“Pendekatan detail ini memungkinkan kami mengidentifikasi potensi bottleneck dalam rantai produksi dan mengambil langkah antisipatif,” ungkap AKP Verry Purba menjelaskan metodologi yang diterapkan.
Kapolres Simalungun dalam kesempatan ini menekankan pentingnya sinergi antara Polri, pemerintah daerah, BUMN, dan masyarakat petani dalam mewujudkan target ambisius swasembada jagung. “Pencapaian 1 juta hektar panen jagung serentak membutuhkan koordinasi yang solid dan komitmen bersama dari semua pihak,” tegas AKBP Marganda Aritonang.
Program Panen Raya Jagung Serentak ini juga sejalan dengan upaya Polri dalam menjaga stabilitas harga pangan dan mencegah gejolak sosial yang mungkin timbul akibat kelangkaan atau fluktuasi harga komoditas strategis. Dengan memastikan keberhasilan panen, Polri turut berkontribusi dalam menjaga kamtibmas dari aspek ketahanan pangan.

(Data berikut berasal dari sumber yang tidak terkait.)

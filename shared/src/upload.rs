use uuid::Uuid;

use crate::files::FileMeta;

#[derive(Debug, Clone, PartialEq, Eq)]
pub enum UploadState {
    InFlight,
    Succeeded,
    Failed(String),
}

/// Client-only record of one request body being transmitted. Progress
/// events carry the task id so late events from a superseded upload can be
/// told apart and dropped.
#[derive(Debug, Clone, PartialEq, Eq)]
pub struct UploadTask {
    id: Uuid,
    file: Option<FileMeta>,
    progress: u8,
    state: UploadState,
}

pub fn percent(loaded: f64, total: f64) -> u8 {
    if total.is_nan() || total <= 0.0 || !loaded.is_finite() {
        return 0;
    }
    ((loaded / total) * 100.0).floor().clamp(0.0, 100.0) as u8
}

impl UploadTask {
    pub fn start(file: Option<FileMeta>) -> Self {
        Self {
            id: Uuid::new_v4(),
            file,
            progress: 0,
            state: UploadState::InFlight,
        }
    }

    pub fn id(&self) -> Uuid {
        self.id
    }

    pub fn file(&self) -> Option<&FileMeta> {
        self.file.as_ref()
    }

    /// Caption for the progress bar.
    pub fn label(&self) -> String {
        match self.file() {
            Some(meta) => format!("Uploading {}", meta.name),
            None => "Uploading".to_string(),
        }
    }

    pub fn progress(&self) -> u8 {
        self.progress
    }

    pub fn state(&self) -> &UploadState {
        &self.state
    }

    pub fn is_settled(&self) -> bool {
        self.state != UploadState::InFlight
    }

    /// Applies a byte-count event. Progress never moves backwards and is
    /// frozen once the task settles.
    pub fn record_progress(&mut self, loaded: f64, total: f64) -> u8 {
        if !self.is_settled() {
            self.progress = self.progress.max(percent(loaded, total));
        }
        self.progress
    }

    pub fn succeed(&mut self) {
        if !self.is_settled() {
            self.progress = 100;
            self.state = UploadState::Succeeded;
        }
    }

    pub fn fail(&mut self, message: impl Into<String>) {
        if !self.is_settled() {
            self.state = UploadState::Failed(message.into());
        }
    }
}

#[cfg(test)]
mod tests {
    use super::*;

    #[test]
    fn percent_handles_unknown_totals() {
        assert_eq!(percent(50.0, 0.0), 0);
        assert_eq!(percent(50.0, f64::NAN), 0);
        assert_eq!(percent(1.0, 3.0), 33);
        assert_eq!(percent(400.0, 200.0), 100);
    }

    #[test]
    fn progress_is_monotonic_and_freezes_after_settling() {
        let mut task = UploadTask::start(Some(FileMeta::new("cv.pdf", "application/pdf", 100)));
        task.record_progress(60.0, 100.0);
        task.record_progress(40.0, 100.0);
        assert_eq!(task.progress(), 60);

        task.fail("Something went wrong. Try again.");
        task.record_progress(100.0, 100.0);
        task.succeed();

        assert_eq!(task.progress(), 60);
        assert_eq!(
            task.state(),
            &UploadState::Failed("Something went wrong. Try again.".into())
        );
    }

    #[test]
    fn label_names_the_file_when_known() {
        let task = UploadTask::start(Some(FileMeta::new("interview.mp4", "video/mp4", 100)));
        assert_eq!(task.label(), "Uploading interview.mp4");
        assert_eq!(UploadTask::start(None).label(), "Uploading");
    }

    #[test]
    fn each_task_gets_its_own_id() {
        assert_ne!(UploadTask::start(None).id(), UploadTask::start(None).id());
    }
}
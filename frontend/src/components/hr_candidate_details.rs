use std::cmp::Reverse;

use shared::meetings::{format_meeting_time, meetings_for_candidate, parse_timestamp};
use shared::{CandidateId, CandidateProfile, MatchResult, Meeting};
use wasm_bindgen_futures::spawn_local;
use yew::prelude::*;

use crate::api::{AbortOnDrop, ApiError};
use crate::components::documents::render_document_link;
use crate::components::header::render_header;
use crate::components::match_history::MatchHistory;
use crate::components::schedule_meeting::ScheduleMeeting;
use crate::components::utils::{render_error_message, render_success_message, BrowserZone};
use crate::components::video_upload::VideoUpload;
use crate::context::use_portal;
use crate::route::Route;

#[derive(Clone, Copy, PartialEq, Eq)]
enum Panel {
    None,
    Video,
    Schedule,
}

#[derive(Clone, PartialEq)]
struct CandidateView {
    profile: CandidateProfile,
    meetings: Vec<Meeting>,
    history: Vec<MatchResult>,
}

/// Newest first; records without a readable timestamp go last, by id.
fn newest_first(mut history: Vec<MatchResult>) -> Vec<MatchResult> {
    history.sort_by_key(|m| {
        Reverse((
            m.created_at.as_deref().and_then(parse_timestamp),
            m.id,
        ))
    });
    history
}

async fn load(api: crate::api::ApiClient, id: CandidateId) -> Result<CandidateView, ApiError> {
    let profile = api.hr_candidate(id).await?;
    let meetings = meetings_for_candidate(&api.meetings().await?, id);
    let history = newest_first(api.match_history(id).await?);
    Ok(CandidateView {
        profile,
        meetings,
        history,
    })
}

fn render_meetings(meetings: &[Meeting]) -> Html {
    if meetings.is_empty() {
        return html! { <p class="empty-state">{"No meetings scheduled."}</p> };
    }
    html! {
        <ul class="meeting-list">
            { for meetings.iter().map(|m| html! {
                <li class="meeting-item">
                    { format_meeting_time(&m.scheduled_at, BrowserZone) }
                    { for m.join_url.as_ref().map(|url| html! {
                        <a class="meeting-link" href={url.clone()} target="_blank" rel="noopener noreferrer">{" Join"}</a>
                    }) }
                </li>
            }) }
        </ul>
    }
}

#[derive(Properties, PartialEq)]
pub struct HrCandidateDetailsProps {
    pub candidate_id: CandidateId,
}

#[function_component(HrCandidateDetails)]
pub fn hr_candidate_details(props: &HrCandidateDetailsProps) -> Html {
    let portal = use_portal();
    let abort = use_memo((), |_| AbortOnDrop::new());
    let id = props.candidate_id;

    let view = use_state(|| None::<CandidateView>);
    let error = use_state(|| None::<String>);
    let panel = use_state(|| Panel::None);
    let notice = use_state(|| None::<String>);
    let reload = use_state(|| 0u32);

    {
        let api = portal.api().with_abort(&abort);
        let (view, error) = (view.clone(), error.clone());
        use_effect_with((id, *reload), move |(id, _)| {
            let id = *id;
            spawn_local(async move {
                match load(api, id).await {
                    Ok(loaded) => {
                        error.set(None);
                        view.set(Some(loaded));
                    }
                    Err(e) if e.is_aborted() => {}
                    Err(e) => {
                        log::error!("Candidate {} failed to load: {}", id, e);
                        error.set(Some(e.user_message("Failed to load candidate details.")));
                    }
                }
            });
            || ()
        });
    }

    let toggle = |target: Panel| {
        let panel = panel.clone();
        Callback::from(move |_: MouseEvent| {
            panel.set(if *panel == target { Panel::None } else { target });
        })
    };
    let close_panel = {
        let panel = panel.clone();
        Callback::from(move |_| panel.set(Panel::None))
    };
    let on_matched = {
        let reload = reload.clone();
        Callback::from(move |_: MatchResult| reload.set(*reload + 1))
    };
    let on_scheduled = {
        let (notice, reload) = (notice.clone(), reload.clone());
        Callback::from(move |link: String| {
            notice.set(Some(format!("Meeting scheduled successfully! Link: {}", link)));
            reload.set(*reload + 1);
        })
    };

    let Some(loaded) = (*view).as_ref() else {
        return html! {
            <div class="candidate-details">
                { render_error_message((*error).as_ref()) }
                if error.is_none() {
                    <p class="loading"><i class="fa-solid fa-spinner fa-spin"></i>{" Loading..."}</p>
                }
            </div>
        };
    };
    let profile = &loaded.profile;

    let active_panel = match *panel {
        Panel::None => html! {},
        Panel::Video => html! {
            <VideoUpload
                candidate_id={id}
                photo_url={profile.photo.clone()}
                {on_matched}
                on_close={Some(close_panel)}
            />
        },
        Panel::Schedule => html! {
            <ScheduleMeeting candidate={profile.clone()} {on_scheduled} on_close={Some(close_panel)} />
        },
    };

    html! {
        <div class="candidate-details">
            { render_header("fa-user", &profile.full_name(), Some(profile.email.as_str())) }
            <div class="button-container">
                <button class="link-btn" onclick={portal.navigate_to(Route::HrDashboard)}>
                    <i class="fa-solid fa-arrow-left"></i>{" Back to dashboard"}
                </button>
                <button class="analyze-btn" onclick={toggle(Panel::Video)}>
                    <i class="fa-solid fa-video"></i>{" Upload Video"}
                </button>
                <button class="analyze-btn" onclick={toggle(Panel::Schedule)}>
                    <i class="fa-solid fa-calendar-plus"></i>{" Schedule Meeting"}
                </button>
                <button class="analyze-btn" onclick={portal.navigate_to(Route::HrCandidateAnalytics(id))}>
                    <i class="fa-solid fa-chart-line"></i>{" Analytics"}
                </button>
            </div>
            { render_error_message((*error).as_ref()) }
            { render_success_message((*notice).as_ref()) }
            <div class="profile-card">
                <p><strong>{"Phone: "}</strong>{ &profile.phone }</p>
                <p><strong>{"Address: "}</strong>{ &profile.address }</p>
                <p><strong>{"Verified: "}</strong>{ if profile.verified { "Yes" } else { "No" } }</p>
                <div class="document-links">
                    { render_document_link("Photo", profile.photo.as_deref()) }
                    { render_document_link("ID Proof", profile.id_proof.as_deref()) }
                    { render_document_link("Resume", profile.resume.as_deref()) }
                </div>
            </div>
            { active_panel }
            <section class="dashboard-section">
                <h2><i class="fa-solid fa-calendar-days"></i>{" Meetings"}</h2>
                { render_meetings(&loaded.meetings) }
            </section>
            <section class="dashboard-section">
                <h2><i class="fa-solid fa-clock-rotate-left"></i>{" Match History"}</h2>
                <MatchHistory records={loaded.history.clone()} />
            </section>
        </div>
    }
}

#[cfg(test)]
mod tests {
    use super::*;

    fn record(id: u64, created_at: Option<&str>) -> MatchResult {
        MatchResult {
            id,
            created_at: created_at.map(String::from),
            ..Default::default()
        }
    }

    #[test]
    fn history_is_sorted_newest_first() {
        let sorted = newest_first(vec![
            record(1, Some("2025-01-01T10:00:00Z")),
            record(2, None),
            record(3, Some("2025-03-01 09:00:00")),
        ]);
        let ids: Vec<u64> = sorted.iter().map(|m| m.id).collect();
        assert_eq!(ids, vec![3, 1, 2]);
    }
}
pub mod upload;

use gloo_net::http::{Request, RequestBuilder, Response};
use serde::Serialize;
use serde::de::DeserializeOwned;
use shared::auth::find_detail;
use shared::models::{
    CandidateLoginResponse, CandidateMatchStatus, CandidateOption, CandidatesEnvelope,
    DataEnvelope, FaceMatchRequest, HrLoginResponse, LoginRequest, MatchesEnvelope,
    MessageResponse, ResetPasswordRequest, ScheduleMeetingResponse, VideoUploadUrlRequest,
    VideoUploadUrlResponse,
};
use shared::urls::{encode_segment, join_url};
use shared::{CandidateId, CandidateProfile, MatchResult, Meeting};
use thiserror::Error;
use web_sys::{AbortController, AbortSignal};

use crate::config::AppConfig;

#[derive(Debug, Clone, PartialEq, Error)]
pub enum ApiError {
    #[error("Network error: {0}")]
    Network(String),
    #[error("Server error: {status} - {body}")]
    Server { status: u16, body: String },
    #[error("Failed to parse response: {0}")]
    Decode(String),
    #[error("Request aborted")]
    Aborted,
}

impl ApiError {
    /// Text for the inline error box. Server replies are shown verbatim
    /// (their `detail` when they carry one); everything else gets
    /// `fallback`.
    pub fn user_message(&self, fallback: &str) -> String {
        match self {
            ApiError::Server { body, .. } => find_detail(body)
                .or_else(|| {
                    let text = body.trim();
                    (!text.is_empty() && !text.starts_with('{')).then(|| text.to_string())
                })
                .unwrap_or_else(|| fallback.to_string()),
            _ => fallback.to_string(),
        }
    }

    pub fn is_aborted(&self) -> bool {
        matches!(self, ApiError::Aborted)
    }
}

/// Aborts every request that carries its signal when dropped. Components
/// keep one for their lifetime so unmounting cancels in-flight calls.
#[derive(Debug)]
pub struct AbortOnDrop {
    controller: Option<AbortController>,
}

impl AbortOnDrop {
    pub fn new() -> Self {
        Self {
            controller: AbortController::new().ok(),
        }
    }

    pub fn signal(&self) -> Option<AbortSignal> {
        self.controller.as_ref().map(|c| c.signal())
    }
}

impl Default for AbortOnDrop {
    fn default() -> Self {
        Self::new()
    }
}

impl Drop for AbortOnDrop {
    fn drop(&mut self) {
        if let Some(controller) = &self.controller {
            controller.abort();
        }
    }
}

#[derive(Debug, Clone, PartialEq)]
pub struct ApiClient {
    api_base: String,
    gateway_base: String,
    storage_base: String,
    signal: Option<AbortSignal>,
}

impl ApiClient {
    pub fn new(config: &AppConfig) -> Self {
        Self {
            api_base: config.api_base_url.clone(),
            gateway_base: config.gateway_base_url.clone(),
            storage_base: config.storage_base_url.clone(),
            signal: None,
        }
    }

    pub fn with_abort(&self, guard: &AbortOnDrop) -> Self {
        Self {
            signal: guard.signal(),
            ..self.clone()
        }
    }

    pub fn api_url(&self, path: &str) -> String {
        join_url(&self.api_base, path)
    }

    fn gateway_url(&self, path: &str) -> String {
        if self.gateway_base.is_empty() {
            path.to_string()
        } else {
            join_url(&self.gateway_base, path)
        }
    }

    fn signed(&self, builder: RequestBuilder) -> RequestBuilder {
        builder.abort_signal(self.signal.as_ref())
    }

    fn transport_error(&self, err: gloo_net::Error) -> ApiError {
        if self.signal.as_ref().is_some_and(|s| s.aborted()) {
            ApiError::Aborted
        } else {
            ApiError::Network(err.to_string())
        }
    }

    async fn read<T: DeserializeOwned>(&self, response: Response) -> Result<T, ApiError> {
        if !response.ok() {
            let status = response.status();
            let body = response.text().await.unwrap_or_default();
            log::warn!("{} answered {}: {}", response.url(), status, body);
            return Err(ApiError::Server { status, body });
        }
        response
            .json::<T>()
            .await
            .map_err(|e| ApiError::Decode(e.to_string()))
    }

    async fn get<T: DeserializeOwned>(&self, url: &str) -> Result<T, ApiError> {
        let response = self
            .signed(Request::get(url))
            .send()
            .await
            .map_err(|e| self.transport_error(e))?;
        self.read(response).await
    }

    async fn post_json<B: Serialize, T: DeserializeOwned>(
        &self,
        url: &str,
        body: &B,
    ) -> Result<T, ApiError> {
        let request = self
            .signed(Request::post(url))
            .json(body)
            .map_err(|e| ApiError::Decode(e.to_string()))?;
        let response = request.send().await.map_err(|e| self.transport_error(e))?;
        self.read(response).await
    }

    async fn post_form<T: DeserializeOwned>(&self, url: &str, body: String) -> Result<T, ApiError> {
        let request = self
            .signed(Request::post(url))
            .header("Content-Type", "application/x-www-form-urlencoded")
            .body(body)
            .map_err(|e| ApiError::Network(e.to_string()))?;
        let response = request.send().await.map_err(|e| self.transport_error(e))?;
        self.read(response).await
    }

    fn unwrap_data<T>(envelope: DataEnvelope<T>) -> Result<T, ApiError> {
        envelope
            .data
            .ok_or_else(|| ApiError::Decode("response has no data".to_string()))
    }

    // Candidate

    pub async fn candidate_profile(
        &self,
        email: &str,
        nocache: bool,
    ) -> Result<CandidateProfile, ApiError> {
        let mut url = self.api_url(&format!("/api/candidate/{}", encode_segment(email)));
        if nocache {
            url.push_str(&format!("?nocache={}", js_sys::Date::now() as u64));
        }
        let envelope: DataEnvelope<CandidateProfile> = self.get(&url).await?;
        Ok(Self::unwrap_data(envelope)?.normalized(&self.storage_base))
    }

    pub async fn candidate_login(
        &self,
        request: &LoginRequest,
    ) -> Result<CandidateLoginResponse, ApiError> {
        self.post_json(&self.api_url("/api/candidate/login"), request)
            .await
    }

    pub async fn candidate_signup(&self, request: &LoginRequest) -> Result<MessageResponse, ApiError> {
        self.post_json(&self.api_url("/api/candidate/signup"), request)
            .await
    }

    pub async fn reset_password(
        &self,
        request: &ResetPasswordRequest,
    ) -> Result<MessageResponse, ApiError> {
        self.post_json(&self.api_url("/api/candidate/reset-password"), request)
            .await
    }

    pub fn profile_update_url(&self) -> String {
        self.api_url("/api/candidate/update-details")
    }

    // HR

    pub async fn hr_login(&self, request: &LoginRequest) -> Result<HrLoginResponse, ApiError> {
        self.post_json(&self.api_url("/api/hr/login"), request).await
    }

    pub async fn match_statuses(&self) -> Result<Vec<CandidateMatchStatus>, ApiError> {
        let envelope: DataEnvelope<Vec<CandidateMatchStatus>> = self
            .get(&self.api_url("/api/hr/candidates/match-status"))
            .await?;
        Ok(envelope.data.unwrap_or_default())
    }

    pub async fn meetings(&self) -> Result<Vec<Meeting>, ApiError> {
        let envelope: DataEnvelope<Vec<Meeting>> = self.get(&self.api_url("/api/hr/meetings")).await?;
        Ok(envelope.data.unwrap_or_default())
    }

    pub async fn hr_candidate(&self, id: CandidateId) -> Result<CandidateProfile, ApiError> {
        let envelope: DataEnvelope<CandidateProfile> = self
            .get(&self.api_url(&format!("/api/hr/candidate/{}", id)))
            .await?;
        let mut profile = Self::unwrap_data(envelope)?.normalized(&self.storage_base);
        profile.id.get_or_insert(id);
        Ok(profile)
    }

    pub async fn candidate_options(&self) -> Result<Vec<CandidateOption>, ApiError> {
        let envelope: CandidatesEnvelope = self.get(&self.api_url("/api/hr/candidates")).await?;
        Ok(envelope.candidates.unwrap_or_default())
    }

    pub async fn schedule_meeting(&self, form_body: String) -> Result<ScheduleMeetingResponse, ApiError> {
        self.post_form(&self.api_url("/api/hr/meetings/schedule/"), form_body)
            .await
    }

    // Verification

    pub async fn match_history(&self, id: CandidateId) -> Result<Vec<MatchResult>, ApiError> {
        let envelope: MatchesEnvelope = self
            .get(&self.api_url(&format!("/api/verification/match/{}", id)))
            .await?;
        Ok(envelope.matches.unwrap_or_default())
    }

    pub async fn all_matches(&self, query: &str) -> Result<Vec<MatchResult>, ApiError> {
        let envelope: MatchesEnvelope = self
            .get(&self.api_url(&format!("/api/verification/match/all?{}", query)))
            .await?;
        Ok(envelope.matches.unwrap_or_default())
    }

    pub async fn video_upload_url(
        &self,
        request: &VideoUploadUrlRequest,
    ) -> Result<VideoUploadUrlResponse, ApiError> {
        self.post_json(&self.gateway_url("/api/uploads/video-url"), request)
            .await
    }

    pub async fn face_match(&self, request: &FaceMatchRequest) -> Result<MatchResult, ApiError> {
        self.post_json(&self.api_url("/api/verification/face-recognition"), request)
            .await
    }
}

#[cfg(test)]
mod tests {
    use super::*;

    #[test]
    fn server_detail_wins_over_fallback() {
        let err = ApiError::Server {
            status: 401,
            body: r#"{"detail":"Invalid credentials"}"#.into(),
        };
        assert_eq!(err.user_message("Login failed"), "Invalid credentials");
    }

    #[test]
    fn plain_text_bodies_are_shown_verbatim() {
        let err = ApiError::Server {
            status: 500,
            body: "Internal Server Error".into(),
        };
        assert_eq!(err.user_message("x"), "Internal Server Error");

        let opaque = ApiError::Server {
            status: 500,
            body: r#"{"error":"boom"}"#.into(),
        };
        assert_eq!(opaque.user_message("Try again"), "Try again");
    }

    #[test]
    fn transport_failures_use_fallback() {
        assert_eq!(
            ApiError::Network("offline".into()).user_message("Network error or failed to fetch data."),
            "Network error or failed to fetch data."
        );
        assert!(ApiError::Aborted.is_aborted());
    }
}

Dalam konteks Asta Cita Presiden RI, kegiatan ini menunjukkan implementasi konkret dari komitmen pemerintah untuk memperkuat kedaulatan pangan Indonesia. Polri sebagai institusi keamanan negara membuktikan perannya tidak terbatas pada penegakan hukum, tetapi juga mendukung pembangunan ekonomi berkelanjutan.